* [WHAT THE TASK ASKS]: Please copy exactly the lines from the top of the data through the line containing "pub struct WalkedDirectory", and nothing else.

* [SUPPLIED ENTRIES]:
....................

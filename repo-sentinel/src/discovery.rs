//! Repository discovery from a directory layout.
//!
//! Working copies are expected at `<root>/.../<owner>/<name>`, each holding a
//! version-control marker directory (`.git` by default). The owner/name pair
//! is taken from the two path components directly above the marker.

use crate::repository::{MonitoredRepository, ParseError, RepoKey};
use std::collections::HashMap;
use std::path::{Path, PathBuf};
use thiserror::Error;
use tracing::{debug, info, warn};
use walkdir::WalkDir;

/// Depth of `<owner>/<name>` below the monitoring root.
const KEY_DEPTH: usize = 2;

/// Errors that can occur during repository discovery.
#[derive(Debug, Error)]
pub enum DiscoveryError {
    /// A checkout sits where an owner/name pair cannot be derived.
    #[error("Skipping checkout at '{path}': {source}")]
    MalformedLayout {
        path: String,
        #[source]
        source: ParseError,
    },

    /// A second checkout maps to a key that was already discovered.
    #[error("Skipping checkout at '{path}': {key} is already checked out at '{existing}'")]
    DuplicateKey {
        key: RepoKey,
        path: String,
        existing: String,
    },

    /// The monitoring root could not be walked.
    #[error("Failed to walk monitoring root '{path}': {source}")]
    RootUnreadable {
        path: String,
        #[source]
        source: walkdir::Error,
    },

    /// The discovery task panicked or was cancelled.
    #[error("Discovery task did not complete: {source}")]
    WalkAborted {
        #[source]
        source: tokio::task::JoinError,
    },
}

/// A directory visited by a [`DirectoryWalker`].
#[derive(Debug, Clone, PartialEq, Eq)]
pub struct WalkedDirectory {
    /// Absolute (or root-prefixed) path of the directory.
    pub path: PathBuf,

    /// Whether the directory contains the version-control marker.
    pub has_marker: bool,
}

/// Enumerates the directory tree under a monitoring root.
pub trait DirectoryWalker: Send + Sync {
    /// Walks `root` recursively, reporting every directory and whether it
    /// contains `marker`. Checkouts at `<owner>/<name>` depth or deeper are not
    /// descended into; marker directories themselves are never reported.
    ///
    /// Only a failure to read `root` itself is an error; unreadable
    /// subdirectories are skipped.
    fn walk(&self, root: &Path, marker: &str) -> Result<Vec<WalkedDirectory>, DiscoveryError>;
}

/// [`DirectoryWalker`] backed by `walkdir`.
#[derive(Debug, Clone, Copy, Default)]
pub struct WalkdirWalker;

impl DirectoryWalker for WalkdirWalker {
    fn walk(&self, root: &Path, marker: &str) -> Result<Vec<WalkedDirectory>, DiscoveryError> {
        let mut directories = Vec::new();
        let mut entries = WalkDir::new(root)
            .follow_links(false)
            .sort_by_file_name()
            .into_iter();

        while let Some(entry) = entries.next() {
            let entry = match entry {
                Ok(entry) => entry,
                Err(e) if e.depth() == 0 => {
                    return Err(DiscoveryError::RootUnreadable {
                        path: root.display().to_string(),
                        source: e,
                    });
                }
                Err(e) => {
                    warn!(error = %e, "Skipping unreadable directory");
                    continue;
                }
            };

            if !entry.file_type().is_dir() {
                continue;
            }

            if entry.depth() > 0 && entry.file_name() == marker {
                entries.skip_current_dir();
                continue;
            }

            let has_marker = entry.path().join(marker).is_dir();
            directories.push(WalkedDirectory {
                path: entry.path().to_path_buf(),
                has_marker,
            });

            // Above `<owner>/<name>` a marker cannot name a checkout, so keep
            // looking for the ones below it.
            if has_marker && entry.depth() >= KEY_DEPTH {
                entries.skip_current_dir();
            }
        }

        Ok(directories)
    }
}

/// Result of one discovery pass.
#[derive(Debug, Default)]
pub struct Discovery {
    /// Repositories found, in walk order, unique by key.
    pub repositories: Vec<MonitoredRepository>,

    /// Checkouts that were skipped.
    pub errors: Vec<DiscoveryError>,
}

/// Discovers checked-out repositories under `root`.
///
/// Malformed or duplicate checkouts are logged and collected in
/// [`Discovery::errors`] without aborting the pass.
///
/// # Errors
///
/// Returns [`DiscoveryError::RootUnreadable`] if the root itself cannot be walked.
pub fn discover<W: DirectoryWalker + ?Sized>(
    walker: &W,
    root: &Path,
    marker: &str,
) -> Result<Discovery, DiscoveryError> {
    debug!(root = %root.display(), marker, "Walking monitoring root");

    let mut discovery = Discovery::default();
    let mut seen: HashMap<RepoKey, PathBuf> = HashMap::new();

    for directory in walker.walk(root, marker)? {
        if !directory.has_marker {
            continue;
        }

        let relative = directory
            .path
            .strip_prefix(root)
            .unwrap_or(&directory.path);

        let key = match RepoKey::from_relative_path(relative) {
            Ok(key) => key,
            Err(source) => {
                let error = DiscoveryError::MalformedLayout {
                    path: directory.path.display().to_string(),
                    source,
                };
                warn!(error = %error, "Discovery error");
                discovery.errors.push(error);
                continue;
            }
        };

        if let Some(existing) = seen.get(&key) {
            let error = DiscoveryError::DuplicateKey {
                key,
                path: directory.path.display().to_string(),
                existing: existing.display().to_string(),
            };
            warn!(error = %error, "Discovery error");
            discovery.errors.push(error);
            continue;
        }

        debug!(repo = %key, path = %directory.path.display(), "Found checkout");
        seen.insert(key.clone(), directory.path.clone());
        discovery
            .repositories
            .push(MonitoredRepository::new(key, directory.path));
    }

    info!(
        count = discovery.repositories.len(),
        skipped = discovery.errors.len(),
        "Discovery complete"
    );
    Ok(discovery)
}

....................

* [COMPLETED EXERCISE]:
filename repo-sentinel/src/discovery.rs
//! Repository discovery from a directory layout.
//!
//! Working copies are expected at `<root>/.../<owner>/<name>`, each holding a
//! version-control marker directory (`.git` by default). The owner/name pair
//! is taken from the two path components directly above the marker.

use crate::repository::{MonitoredRepository, ParseError, RepoKey};
use std::collections::HashMap;
use std::path::{Path, PathBuf};
use thiserror::Error;
use tracing::{debug, info, warn};
use walkdir::WalkDir;

/// Depth of `<owner>/<name>` below the monitoring root.
const KEY_DEPTH: usize = 2;

/// Errors that can occur during repository discovery.
#[derive(Debug, Error)]
pub enum DiscoveryError {
    /// A checkout sits where an owner/name pair cannot be derived.
    #[error("Skipping checkout at '{path}': {source}")]
    MalformedLayout {
        path: String,
        #[source]
        source: ParseError,
    },

    /// A second checkout maps to a key that was already discovered.
    #[error("Skipping checkout at '{path}': {key} is already checked out at '{existing}'")]
    DuplicateKey {
        key: RepoKey,
        path: String,
        existing: String,
    },

    /// The monitoring root could not be walked.
    #[error("Failed to walk monitoring root '{path}': {source}")]
    RootUnreadable {
        path: String,
        #[source]
        source: walkdir::Error,
    },

    /// The discovery task panicked or was cancelled.
    #[error("Discovery task did not complete: {source}")]
    WalkAborted {
        #[source]
        source: tokio::task::JoinError,
    },
}

/// A directory visited by a [`DirectoryWalker`].
#[derive(Debug, Clone, PartialEq, Eq)]
pub struct WalkedDirectory {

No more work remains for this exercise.